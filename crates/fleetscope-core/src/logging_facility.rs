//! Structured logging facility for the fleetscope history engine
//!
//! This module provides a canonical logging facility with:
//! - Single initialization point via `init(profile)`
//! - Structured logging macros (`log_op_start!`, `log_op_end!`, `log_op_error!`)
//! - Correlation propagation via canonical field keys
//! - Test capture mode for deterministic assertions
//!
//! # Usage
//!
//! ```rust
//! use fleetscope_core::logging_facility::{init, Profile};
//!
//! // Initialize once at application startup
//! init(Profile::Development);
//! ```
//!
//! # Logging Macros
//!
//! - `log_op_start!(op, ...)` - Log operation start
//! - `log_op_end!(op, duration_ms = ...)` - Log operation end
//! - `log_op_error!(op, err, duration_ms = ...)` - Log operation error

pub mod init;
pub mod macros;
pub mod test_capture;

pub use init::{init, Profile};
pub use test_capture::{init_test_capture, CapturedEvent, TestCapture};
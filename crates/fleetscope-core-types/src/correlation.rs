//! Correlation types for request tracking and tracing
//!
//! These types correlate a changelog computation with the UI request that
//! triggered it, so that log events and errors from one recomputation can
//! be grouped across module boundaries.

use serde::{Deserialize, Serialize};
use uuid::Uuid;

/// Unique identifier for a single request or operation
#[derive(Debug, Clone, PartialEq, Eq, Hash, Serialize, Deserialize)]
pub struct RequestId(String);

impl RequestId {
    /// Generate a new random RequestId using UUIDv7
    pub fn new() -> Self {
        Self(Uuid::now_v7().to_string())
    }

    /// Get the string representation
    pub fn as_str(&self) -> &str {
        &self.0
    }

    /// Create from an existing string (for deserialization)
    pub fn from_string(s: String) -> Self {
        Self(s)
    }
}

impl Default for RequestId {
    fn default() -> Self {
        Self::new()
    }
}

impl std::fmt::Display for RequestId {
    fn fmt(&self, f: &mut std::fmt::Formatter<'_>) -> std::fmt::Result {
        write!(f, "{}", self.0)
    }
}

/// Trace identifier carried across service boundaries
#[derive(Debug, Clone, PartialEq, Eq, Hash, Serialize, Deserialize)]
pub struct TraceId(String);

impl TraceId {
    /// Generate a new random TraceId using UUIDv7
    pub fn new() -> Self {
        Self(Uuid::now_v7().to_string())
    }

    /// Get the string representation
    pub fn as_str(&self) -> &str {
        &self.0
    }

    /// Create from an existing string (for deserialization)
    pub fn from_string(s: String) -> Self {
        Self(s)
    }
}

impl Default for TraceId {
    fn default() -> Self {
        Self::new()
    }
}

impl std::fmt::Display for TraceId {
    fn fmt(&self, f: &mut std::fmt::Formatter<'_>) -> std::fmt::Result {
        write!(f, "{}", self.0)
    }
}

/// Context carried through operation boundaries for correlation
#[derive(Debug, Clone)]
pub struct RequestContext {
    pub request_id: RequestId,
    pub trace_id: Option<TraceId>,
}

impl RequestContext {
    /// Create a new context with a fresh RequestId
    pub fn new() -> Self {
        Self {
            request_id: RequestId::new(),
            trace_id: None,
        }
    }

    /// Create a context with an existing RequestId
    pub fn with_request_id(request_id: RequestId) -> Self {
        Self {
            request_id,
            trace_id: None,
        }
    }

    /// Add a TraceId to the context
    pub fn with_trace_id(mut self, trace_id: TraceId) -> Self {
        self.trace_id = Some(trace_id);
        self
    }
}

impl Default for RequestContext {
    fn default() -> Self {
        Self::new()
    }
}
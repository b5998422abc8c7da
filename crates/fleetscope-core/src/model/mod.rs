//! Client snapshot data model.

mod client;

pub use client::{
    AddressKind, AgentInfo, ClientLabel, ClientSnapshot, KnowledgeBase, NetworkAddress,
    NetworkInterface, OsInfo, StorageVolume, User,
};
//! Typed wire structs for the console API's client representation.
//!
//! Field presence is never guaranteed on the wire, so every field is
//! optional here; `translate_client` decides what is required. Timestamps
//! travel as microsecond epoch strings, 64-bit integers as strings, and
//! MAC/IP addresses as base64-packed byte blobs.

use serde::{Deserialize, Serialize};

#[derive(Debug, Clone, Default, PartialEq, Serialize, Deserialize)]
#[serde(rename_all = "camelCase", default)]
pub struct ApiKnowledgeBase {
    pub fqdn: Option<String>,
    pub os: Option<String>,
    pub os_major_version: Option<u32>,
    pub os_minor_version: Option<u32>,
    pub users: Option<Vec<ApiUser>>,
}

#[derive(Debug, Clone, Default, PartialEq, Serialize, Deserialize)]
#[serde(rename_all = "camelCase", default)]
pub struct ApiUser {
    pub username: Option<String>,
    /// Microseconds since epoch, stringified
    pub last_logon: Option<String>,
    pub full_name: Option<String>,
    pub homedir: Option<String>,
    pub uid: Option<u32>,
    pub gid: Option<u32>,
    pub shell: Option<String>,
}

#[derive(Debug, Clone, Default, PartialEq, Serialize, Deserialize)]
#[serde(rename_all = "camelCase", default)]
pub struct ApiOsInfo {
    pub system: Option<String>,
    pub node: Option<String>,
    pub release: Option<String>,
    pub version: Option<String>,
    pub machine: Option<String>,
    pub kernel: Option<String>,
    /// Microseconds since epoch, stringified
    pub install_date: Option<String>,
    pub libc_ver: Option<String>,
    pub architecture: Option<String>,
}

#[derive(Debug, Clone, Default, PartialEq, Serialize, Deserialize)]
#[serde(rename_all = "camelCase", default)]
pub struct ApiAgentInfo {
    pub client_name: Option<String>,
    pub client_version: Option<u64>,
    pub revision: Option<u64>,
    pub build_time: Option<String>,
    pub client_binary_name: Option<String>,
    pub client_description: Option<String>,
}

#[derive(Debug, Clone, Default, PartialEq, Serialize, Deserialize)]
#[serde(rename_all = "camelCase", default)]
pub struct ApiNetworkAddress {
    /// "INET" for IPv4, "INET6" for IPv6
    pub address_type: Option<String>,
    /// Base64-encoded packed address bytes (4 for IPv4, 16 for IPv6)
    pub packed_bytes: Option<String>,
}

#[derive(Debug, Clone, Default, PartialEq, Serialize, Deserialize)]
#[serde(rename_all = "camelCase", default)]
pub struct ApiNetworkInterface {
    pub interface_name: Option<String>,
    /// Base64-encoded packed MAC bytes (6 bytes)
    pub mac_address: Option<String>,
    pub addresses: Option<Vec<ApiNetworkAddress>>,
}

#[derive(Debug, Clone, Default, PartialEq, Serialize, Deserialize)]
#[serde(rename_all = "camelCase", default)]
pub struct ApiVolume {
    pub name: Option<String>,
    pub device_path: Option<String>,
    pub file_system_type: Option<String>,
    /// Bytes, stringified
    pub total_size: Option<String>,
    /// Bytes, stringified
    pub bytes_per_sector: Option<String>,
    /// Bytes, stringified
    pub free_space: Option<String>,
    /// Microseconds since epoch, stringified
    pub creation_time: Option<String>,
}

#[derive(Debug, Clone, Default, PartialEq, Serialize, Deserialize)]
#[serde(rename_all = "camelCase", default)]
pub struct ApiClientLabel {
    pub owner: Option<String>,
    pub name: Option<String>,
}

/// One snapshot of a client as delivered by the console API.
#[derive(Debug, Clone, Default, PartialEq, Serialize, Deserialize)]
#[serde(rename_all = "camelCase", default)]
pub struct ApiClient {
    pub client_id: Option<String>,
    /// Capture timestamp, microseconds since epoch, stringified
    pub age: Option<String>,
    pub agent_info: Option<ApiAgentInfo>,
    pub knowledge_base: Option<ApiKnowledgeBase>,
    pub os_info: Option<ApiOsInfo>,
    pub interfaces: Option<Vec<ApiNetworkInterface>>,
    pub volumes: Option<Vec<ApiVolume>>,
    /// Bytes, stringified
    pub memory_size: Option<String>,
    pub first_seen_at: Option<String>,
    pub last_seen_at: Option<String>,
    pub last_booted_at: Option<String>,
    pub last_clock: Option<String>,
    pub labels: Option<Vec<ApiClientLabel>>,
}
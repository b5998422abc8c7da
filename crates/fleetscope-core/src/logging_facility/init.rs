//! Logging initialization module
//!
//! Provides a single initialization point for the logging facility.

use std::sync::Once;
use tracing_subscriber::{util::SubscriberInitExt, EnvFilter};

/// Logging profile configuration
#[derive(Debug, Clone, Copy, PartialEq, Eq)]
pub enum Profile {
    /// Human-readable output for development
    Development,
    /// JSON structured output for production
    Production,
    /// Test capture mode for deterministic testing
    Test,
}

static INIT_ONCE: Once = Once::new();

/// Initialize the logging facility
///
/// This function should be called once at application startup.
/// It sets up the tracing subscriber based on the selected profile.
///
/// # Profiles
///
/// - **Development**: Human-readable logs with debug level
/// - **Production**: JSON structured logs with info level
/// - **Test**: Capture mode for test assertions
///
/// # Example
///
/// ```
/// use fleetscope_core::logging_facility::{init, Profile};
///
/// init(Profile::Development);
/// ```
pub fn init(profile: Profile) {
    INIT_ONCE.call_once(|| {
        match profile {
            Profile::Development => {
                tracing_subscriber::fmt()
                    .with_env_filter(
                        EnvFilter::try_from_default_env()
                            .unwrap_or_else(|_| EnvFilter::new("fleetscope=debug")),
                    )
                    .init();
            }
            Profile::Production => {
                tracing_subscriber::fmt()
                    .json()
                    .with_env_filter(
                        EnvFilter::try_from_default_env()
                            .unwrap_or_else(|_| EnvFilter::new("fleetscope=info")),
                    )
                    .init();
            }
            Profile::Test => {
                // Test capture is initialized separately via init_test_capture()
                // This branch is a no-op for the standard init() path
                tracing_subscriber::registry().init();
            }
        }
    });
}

▶ **What is being asked**:
Retrieve each line of the data in which the word "types" can be found.

▶ **Task solution**:
filename crates/fleetscope-core-types/src/correlation.rs
//! Correlation types for request tracking and tracing
//! These types correlate a changelog computation with the UI request that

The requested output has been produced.